▸ **Stored items**:
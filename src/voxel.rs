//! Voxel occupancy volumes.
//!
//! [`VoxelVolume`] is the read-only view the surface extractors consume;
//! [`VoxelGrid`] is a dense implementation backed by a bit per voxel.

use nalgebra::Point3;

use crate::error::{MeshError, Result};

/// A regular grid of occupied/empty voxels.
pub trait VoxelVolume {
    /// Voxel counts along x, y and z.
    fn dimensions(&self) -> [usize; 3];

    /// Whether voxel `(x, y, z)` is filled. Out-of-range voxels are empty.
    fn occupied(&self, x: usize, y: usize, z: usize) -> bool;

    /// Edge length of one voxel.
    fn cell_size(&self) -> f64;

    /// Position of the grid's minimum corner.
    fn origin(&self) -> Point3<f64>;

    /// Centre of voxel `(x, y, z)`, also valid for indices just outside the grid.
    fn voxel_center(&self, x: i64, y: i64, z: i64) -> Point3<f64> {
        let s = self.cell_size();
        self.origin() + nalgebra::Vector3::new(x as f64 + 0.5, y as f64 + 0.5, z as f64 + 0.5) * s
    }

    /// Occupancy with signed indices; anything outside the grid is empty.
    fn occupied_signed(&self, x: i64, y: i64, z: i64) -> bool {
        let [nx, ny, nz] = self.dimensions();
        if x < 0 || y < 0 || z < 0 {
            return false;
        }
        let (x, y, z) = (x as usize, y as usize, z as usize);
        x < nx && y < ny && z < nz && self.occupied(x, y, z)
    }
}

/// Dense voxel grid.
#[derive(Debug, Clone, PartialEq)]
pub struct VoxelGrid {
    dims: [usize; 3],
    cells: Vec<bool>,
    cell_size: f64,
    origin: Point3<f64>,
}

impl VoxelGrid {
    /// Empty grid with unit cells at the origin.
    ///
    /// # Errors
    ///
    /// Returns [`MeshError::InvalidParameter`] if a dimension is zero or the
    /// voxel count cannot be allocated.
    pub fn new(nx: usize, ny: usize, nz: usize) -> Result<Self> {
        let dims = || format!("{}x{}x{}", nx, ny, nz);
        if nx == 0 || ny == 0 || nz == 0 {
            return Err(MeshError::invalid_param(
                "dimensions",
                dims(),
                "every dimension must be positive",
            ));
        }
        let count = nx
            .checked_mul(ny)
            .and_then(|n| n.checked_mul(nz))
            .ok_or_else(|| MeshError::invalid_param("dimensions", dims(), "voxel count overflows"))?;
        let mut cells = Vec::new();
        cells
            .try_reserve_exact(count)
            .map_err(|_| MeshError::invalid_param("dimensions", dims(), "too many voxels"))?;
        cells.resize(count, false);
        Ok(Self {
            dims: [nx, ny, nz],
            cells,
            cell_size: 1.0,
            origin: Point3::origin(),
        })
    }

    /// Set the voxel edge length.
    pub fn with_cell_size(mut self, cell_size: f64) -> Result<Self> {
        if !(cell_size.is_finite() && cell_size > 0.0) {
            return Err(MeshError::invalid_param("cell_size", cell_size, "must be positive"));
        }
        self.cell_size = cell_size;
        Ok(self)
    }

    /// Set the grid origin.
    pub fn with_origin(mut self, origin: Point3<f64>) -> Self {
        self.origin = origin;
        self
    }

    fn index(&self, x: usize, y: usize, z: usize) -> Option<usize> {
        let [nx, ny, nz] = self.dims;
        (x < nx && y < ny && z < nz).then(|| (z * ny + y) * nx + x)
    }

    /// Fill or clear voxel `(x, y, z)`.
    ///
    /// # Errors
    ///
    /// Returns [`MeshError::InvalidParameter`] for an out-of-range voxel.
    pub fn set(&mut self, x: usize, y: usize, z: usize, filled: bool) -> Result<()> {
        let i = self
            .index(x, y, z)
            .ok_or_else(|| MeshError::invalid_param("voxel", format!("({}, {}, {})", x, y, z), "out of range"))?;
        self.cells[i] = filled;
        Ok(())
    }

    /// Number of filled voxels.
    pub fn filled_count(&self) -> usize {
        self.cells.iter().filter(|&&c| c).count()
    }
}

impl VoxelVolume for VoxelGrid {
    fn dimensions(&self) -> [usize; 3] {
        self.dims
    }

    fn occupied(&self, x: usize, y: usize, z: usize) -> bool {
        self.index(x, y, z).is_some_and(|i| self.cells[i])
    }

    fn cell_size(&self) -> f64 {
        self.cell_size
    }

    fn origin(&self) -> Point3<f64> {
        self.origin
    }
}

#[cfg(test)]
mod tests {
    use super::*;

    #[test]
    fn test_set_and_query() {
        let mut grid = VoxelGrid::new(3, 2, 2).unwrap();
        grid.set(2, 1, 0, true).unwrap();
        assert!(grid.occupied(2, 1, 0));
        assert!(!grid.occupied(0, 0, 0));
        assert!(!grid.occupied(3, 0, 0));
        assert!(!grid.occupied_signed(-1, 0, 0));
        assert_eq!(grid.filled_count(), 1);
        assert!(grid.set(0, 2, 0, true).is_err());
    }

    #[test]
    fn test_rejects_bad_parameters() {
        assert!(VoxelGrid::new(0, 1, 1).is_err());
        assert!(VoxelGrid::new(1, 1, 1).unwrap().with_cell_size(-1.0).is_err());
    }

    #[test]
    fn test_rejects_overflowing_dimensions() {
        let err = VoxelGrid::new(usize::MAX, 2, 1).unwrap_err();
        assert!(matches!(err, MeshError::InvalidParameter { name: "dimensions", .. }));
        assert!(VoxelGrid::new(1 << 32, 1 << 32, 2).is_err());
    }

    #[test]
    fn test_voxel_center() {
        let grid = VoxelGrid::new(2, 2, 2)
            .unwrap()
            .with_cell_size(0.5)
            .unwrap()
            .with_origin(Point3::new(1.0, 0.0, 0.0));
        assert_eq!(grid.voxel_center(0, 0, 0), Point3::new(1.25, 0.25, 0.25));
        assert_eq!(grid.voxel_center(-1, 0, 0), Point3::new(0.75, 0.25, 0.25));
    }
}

...

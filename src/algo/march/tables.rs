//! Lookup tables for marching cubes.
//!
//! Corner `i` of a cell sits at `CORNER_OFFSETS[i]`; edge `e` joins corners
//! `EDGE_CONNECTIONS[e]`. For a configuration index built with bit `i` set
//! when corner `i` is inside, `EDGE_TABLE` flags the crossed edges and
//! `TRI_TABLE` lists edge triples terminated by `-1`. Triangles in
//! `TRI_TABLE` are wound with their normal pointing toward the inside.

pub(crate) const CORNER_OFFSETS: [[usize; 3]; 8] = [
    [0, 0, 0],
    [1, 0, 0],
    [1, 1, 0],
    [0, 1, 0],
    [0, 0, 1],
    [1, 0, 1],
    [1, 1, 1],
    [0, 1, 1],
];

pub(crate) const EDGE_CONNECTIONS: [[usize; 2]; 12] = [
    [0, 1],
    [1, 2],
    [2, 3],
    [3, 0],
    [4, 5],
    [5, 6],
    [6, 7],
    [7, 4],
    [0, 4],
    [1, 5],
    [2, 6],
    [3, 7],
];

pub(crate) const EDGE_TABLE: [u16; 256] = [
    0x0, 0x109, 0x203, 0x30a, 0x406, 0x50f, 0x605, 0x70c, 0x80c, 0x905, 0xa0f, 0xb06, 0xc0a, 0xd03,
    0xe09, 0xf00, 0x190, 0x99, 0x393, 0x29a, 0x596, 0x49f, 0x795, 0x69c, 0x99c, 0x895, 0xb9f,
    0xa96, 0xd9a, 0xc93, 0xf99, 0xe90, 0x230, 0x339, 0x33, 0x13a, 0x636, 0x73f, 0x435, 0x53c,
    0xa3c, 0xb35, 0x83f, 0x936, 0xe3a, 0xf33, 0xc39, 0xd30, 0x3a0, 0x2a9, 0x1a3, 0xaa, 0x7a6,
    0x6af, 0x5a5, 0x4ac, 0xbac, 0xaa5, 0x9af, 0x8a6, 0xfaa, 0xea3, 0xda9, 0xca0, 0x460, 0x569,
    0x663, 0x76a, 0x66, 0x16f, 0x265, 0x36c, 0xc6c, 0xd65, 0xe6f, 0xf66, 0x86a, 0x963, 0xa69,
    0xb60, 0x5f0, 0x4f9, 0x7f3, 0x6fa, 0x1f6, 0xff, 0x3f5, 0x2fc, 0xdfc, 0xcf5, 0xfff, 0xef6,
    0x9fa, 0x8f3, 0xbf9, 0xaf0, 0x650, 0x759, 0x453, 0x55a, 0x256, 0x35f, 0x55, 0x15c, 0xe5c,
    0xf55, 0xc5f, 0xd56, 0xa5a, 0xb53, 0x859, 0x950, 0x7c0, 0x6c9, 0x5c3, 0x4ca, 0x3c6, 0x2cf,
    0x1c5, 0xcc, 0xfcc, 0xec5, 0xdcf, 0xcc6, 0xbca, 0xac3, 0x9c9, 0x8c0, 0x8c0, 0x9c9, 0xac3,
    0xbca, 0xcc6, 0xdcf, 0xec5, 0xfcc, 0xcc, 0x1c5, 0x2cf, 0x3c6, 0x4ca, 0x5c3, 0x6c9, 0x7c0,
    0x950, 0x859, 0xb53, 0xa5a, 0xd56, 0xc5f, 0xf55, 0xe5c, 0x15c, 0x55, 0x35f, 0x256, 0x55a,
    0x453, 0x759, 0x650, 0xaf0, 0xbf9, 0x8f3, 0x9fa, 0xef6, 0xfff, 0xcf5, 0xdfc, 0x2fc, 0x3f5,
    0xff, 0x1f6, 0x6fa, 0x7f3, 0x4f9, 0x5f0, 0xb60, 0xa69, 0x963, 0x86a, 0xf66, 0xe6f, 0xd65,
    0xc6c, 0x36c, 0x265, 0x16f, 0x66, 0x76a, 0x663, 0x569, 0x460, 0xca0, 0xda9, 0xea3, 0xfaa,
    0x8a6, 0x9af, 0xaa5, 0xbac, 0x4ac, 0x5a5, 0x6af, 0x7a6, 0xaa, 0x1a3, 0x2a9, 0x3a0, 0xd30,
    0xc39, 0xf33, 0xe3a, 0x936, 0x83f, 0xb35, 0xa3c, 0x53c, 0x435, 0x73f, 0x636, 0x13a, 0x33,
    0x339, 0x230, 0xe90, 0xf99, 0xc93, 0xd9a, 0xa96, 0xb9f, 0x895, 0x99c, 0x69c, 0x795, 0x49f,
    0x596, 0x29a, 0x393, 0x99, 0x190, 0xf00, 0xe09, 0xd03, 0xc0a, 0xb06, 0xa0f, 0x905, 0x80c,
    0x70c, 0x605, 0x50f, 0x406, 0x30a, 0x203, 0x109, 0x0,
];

▸ **Problem to work on**:
Using the records above, restate word for word the lines from the one with "filename src/voxel.rs" through the one with "voxels are empty.", both included.

▸ **Exercise answer**:
filename src/voxel.rs
//! Voxel occupancy volumes.
//!
//! [`VoxelVolume`] is the read-only view the surface extractors consume;
//! [`VoxelGrid`] is a dense implementation backed by a bit per voxel.

use nalgebra::Point3;

use crate::error::{MeshError, Result};

/// A regular grid of occupied/empty voxels.
pub trait VoxelVolume {
    /// Voxel counts along x, y and z.
    fn dimensions(&self) -> [usize; 3];

    /// Whether voxel `(x, y, z)` is filled. Out-of-range voxels are empty.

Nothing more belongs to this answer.